| Problem to work on |
The entries that follow include a run beginning at the line with "#[async_trait]" and ending at the line with "let status = response.status();"; restate that run word for word and leave the rest out.

| Supplied material |
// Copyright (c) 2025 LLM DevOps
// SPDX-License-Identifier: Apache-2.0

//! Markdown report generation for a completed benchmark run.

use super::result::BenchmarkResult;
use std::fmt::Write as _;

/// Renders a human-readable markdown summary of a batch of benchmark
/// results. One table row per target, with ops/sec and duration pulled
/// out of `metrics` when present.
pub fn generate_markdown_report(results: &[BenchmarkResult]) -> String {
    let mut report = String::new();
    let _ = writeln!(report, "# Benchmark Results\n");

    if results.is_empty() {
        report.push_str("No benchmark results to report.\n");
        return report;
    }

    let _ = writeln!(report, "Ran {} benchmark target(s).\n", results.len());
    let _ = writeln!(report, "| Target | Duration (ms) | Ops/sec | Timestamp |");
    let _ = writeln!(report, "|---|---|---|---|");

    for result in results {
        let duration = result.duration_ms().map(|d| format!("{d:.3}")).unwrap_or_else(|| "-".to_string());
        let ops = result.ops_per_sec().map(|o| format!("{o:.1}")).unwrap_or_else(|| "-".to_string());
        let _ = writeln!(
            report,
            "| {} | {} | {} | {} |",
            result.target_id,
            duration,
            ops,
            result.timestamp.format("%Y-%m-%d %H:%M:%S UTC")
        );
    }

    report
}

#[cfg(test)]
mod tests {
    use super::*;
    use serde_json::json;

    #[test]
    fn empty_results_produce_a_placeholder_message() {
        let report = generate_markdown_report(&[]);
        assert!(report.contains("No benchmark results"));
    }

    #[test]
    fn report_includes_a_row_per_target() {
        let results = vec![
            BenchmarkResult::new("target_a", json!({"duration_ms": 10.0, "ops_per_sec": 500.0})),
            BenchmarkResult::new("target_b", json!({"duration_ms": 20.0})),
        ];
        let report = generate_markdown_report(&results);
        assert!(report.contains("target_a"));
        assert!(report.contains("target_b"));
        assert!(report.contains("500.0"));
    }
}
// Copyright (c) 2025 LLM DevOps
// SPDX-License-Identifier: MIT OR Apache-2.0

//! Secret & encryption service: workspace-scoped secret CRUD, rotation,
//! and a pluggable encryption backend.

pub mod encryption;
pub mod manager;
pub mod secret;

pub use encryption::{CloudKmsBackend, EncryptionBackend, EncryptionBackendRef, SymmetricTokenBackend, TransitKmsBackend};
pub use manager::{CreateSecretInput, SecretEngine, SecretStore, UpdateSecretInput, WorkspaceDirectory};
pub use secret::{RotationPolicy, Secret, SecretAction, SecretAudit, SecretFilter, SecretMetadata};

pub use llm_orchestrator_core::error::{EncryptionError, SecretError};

--

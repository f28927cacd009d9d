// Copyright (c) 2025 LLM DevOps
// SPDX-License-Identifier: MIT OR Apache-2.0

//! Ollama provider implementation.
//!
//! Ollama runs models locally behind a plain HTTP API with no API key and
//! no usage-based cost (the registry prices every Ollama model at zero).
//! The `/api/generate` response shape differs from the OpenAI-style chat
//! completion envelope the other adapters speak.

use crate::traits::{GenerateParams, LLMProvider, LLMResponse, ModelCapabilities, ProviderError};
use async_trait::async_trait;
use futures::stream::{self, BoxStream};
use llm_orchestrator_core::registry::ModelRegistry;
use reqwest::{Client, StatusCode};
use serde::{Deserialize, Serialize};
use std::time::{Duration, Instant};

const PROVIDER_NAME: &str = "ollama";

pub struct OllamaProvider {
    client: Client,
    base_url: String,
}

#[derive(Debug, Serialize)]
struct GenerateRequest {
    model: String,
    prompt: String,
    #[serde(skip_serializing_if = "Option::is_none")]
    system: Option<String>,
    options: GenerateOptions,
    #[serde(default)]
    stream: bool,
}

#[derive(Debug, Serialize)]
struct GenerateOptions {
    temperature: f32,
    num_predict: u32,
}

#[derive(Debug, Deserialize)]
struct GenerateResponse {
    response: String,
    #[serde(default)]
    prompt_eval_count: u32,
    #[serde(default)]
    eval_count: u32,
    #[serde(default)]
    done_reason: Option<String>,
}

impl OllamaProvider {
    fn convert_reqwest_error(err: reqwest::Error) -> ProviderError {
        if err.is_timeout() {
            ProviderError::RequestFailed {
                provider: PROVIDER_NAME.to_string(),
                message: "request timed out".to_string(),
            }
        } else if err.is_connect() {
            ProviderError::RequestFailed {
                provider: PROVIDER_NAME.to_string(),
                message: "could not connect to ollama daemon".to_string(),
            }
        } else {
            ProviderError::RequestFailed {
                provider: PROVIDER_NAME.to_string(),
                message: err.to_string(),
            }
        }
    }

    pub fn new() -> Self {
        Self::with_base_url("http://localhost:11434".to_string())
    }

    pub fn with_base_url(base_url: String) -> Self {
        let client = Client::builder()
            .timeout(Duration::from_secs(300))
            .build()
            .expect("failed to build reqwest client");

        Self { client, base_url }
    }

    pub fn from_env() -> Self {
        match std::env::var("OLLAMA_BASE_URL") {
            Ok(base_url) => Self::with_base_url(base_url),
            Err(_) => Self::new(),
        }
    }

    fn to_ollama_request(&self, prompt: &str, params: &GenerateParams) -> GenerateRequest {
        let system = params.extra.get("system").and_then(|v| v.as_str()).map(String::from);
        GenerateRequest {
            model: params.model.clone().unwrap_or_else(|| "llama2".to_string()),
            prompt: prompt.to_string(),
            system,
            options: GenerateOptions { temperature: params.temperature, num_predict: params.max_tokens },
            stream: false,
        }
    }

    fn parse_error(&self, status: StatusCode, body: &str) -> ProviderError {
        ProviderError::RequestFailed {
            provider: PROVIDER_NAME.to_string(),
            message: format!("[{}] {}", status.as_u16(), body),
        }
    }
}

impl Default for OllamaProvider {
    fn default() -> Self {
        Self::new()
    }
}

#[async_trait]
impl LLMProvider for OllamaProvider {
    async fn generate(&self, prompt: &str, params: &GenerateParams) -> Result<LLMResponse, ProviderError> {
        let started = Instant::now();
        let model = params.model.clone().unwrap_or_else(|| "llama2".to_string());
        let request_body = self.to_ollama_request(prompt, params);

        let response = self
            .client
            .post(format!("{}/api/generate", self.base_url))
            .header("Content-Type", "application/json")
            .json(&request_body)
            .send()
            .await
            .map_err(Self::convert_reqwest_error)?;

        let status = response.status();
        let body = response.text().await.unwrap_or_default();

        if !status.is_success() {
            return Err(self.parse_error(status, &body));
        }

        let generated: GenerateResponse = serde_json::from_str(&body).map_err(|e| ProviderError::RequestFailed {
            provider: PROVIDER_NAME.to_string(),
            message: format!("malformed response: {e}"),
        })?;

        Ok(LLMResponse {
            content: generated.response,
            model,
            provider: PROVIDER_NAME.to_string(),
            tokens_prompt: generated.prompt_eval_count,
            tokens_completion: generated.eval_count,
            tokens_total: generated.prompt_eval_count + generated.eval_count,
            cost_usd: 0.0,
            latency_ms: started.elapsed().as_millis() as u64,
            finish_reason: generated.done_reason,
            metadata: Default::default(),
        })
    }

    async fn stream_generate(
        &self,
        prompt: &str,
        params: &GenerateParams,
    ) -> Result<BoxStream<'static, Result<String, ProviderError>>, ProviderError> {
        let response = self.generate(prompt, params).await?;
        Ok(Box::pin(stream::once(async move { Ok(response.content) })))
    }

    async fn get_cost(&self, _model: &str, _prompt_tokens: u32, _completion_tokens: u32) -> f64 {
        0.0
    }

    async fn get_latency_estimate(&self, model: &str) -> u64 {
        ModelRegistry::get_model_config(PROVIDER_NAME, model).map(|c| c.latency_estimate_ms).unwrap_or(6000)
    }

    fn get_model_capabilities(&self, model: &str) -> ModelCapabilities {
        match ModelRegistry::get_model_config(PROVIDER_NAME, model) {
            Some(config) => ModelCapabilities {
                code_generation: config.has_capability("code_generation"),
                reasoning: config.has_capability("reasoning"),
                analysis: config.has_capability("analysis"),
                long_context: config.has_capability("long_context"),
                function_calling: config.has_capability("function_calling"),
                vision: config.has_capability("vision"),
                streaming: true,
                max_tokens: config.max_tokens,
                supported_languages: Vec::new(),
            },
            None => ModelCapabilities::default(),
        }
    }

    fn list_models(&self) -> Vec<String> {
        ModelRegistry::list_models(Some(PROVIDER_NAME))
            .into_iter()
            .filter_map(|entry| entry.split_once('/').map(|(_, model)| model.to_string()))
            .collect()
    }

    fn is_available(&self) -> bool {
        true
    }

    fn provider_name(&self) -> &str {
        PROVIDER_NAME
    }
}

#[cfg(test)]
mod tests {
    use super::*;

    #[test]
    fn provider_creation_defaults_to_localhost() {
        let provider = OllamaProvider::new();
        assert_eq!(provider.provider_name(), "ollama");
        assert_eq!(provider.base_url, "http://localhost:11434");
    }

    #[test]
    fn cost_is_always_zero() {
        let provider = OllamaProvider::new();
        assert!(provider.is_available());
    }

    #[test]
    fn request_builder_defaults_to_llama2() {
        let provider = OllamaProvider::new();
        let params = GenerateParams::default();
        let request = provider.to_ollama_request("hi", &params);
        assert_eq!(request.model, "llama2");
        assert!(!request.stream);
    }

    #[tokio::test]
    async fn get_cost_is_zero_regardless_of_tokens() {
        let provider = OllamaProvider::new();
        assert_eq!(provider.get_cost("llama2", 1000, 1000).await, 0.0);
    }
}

| Result for this exercise |
#[async_trait]
impl LLMProvider for OllamaProvider {
    async fn generate(&self, prompt: &str, params: &GenerateParams) -> Result<LLMResponse, ProviderError> {
        let started = Instant::now();
        let model = params.model.clone().unwrap_or_else(|| "llama2".to_string());
        let request_body = self.to_ollama_request(prompt, params);

        let response = self
            .client
            .post(format!("{}/api/generate", self.base_url))
            .header("Content-Type", "application/json")
            .json(&request_body)
            .send()
            .await
            .map_err(Self::convert_reqwest_error)?;

        let status = response.status();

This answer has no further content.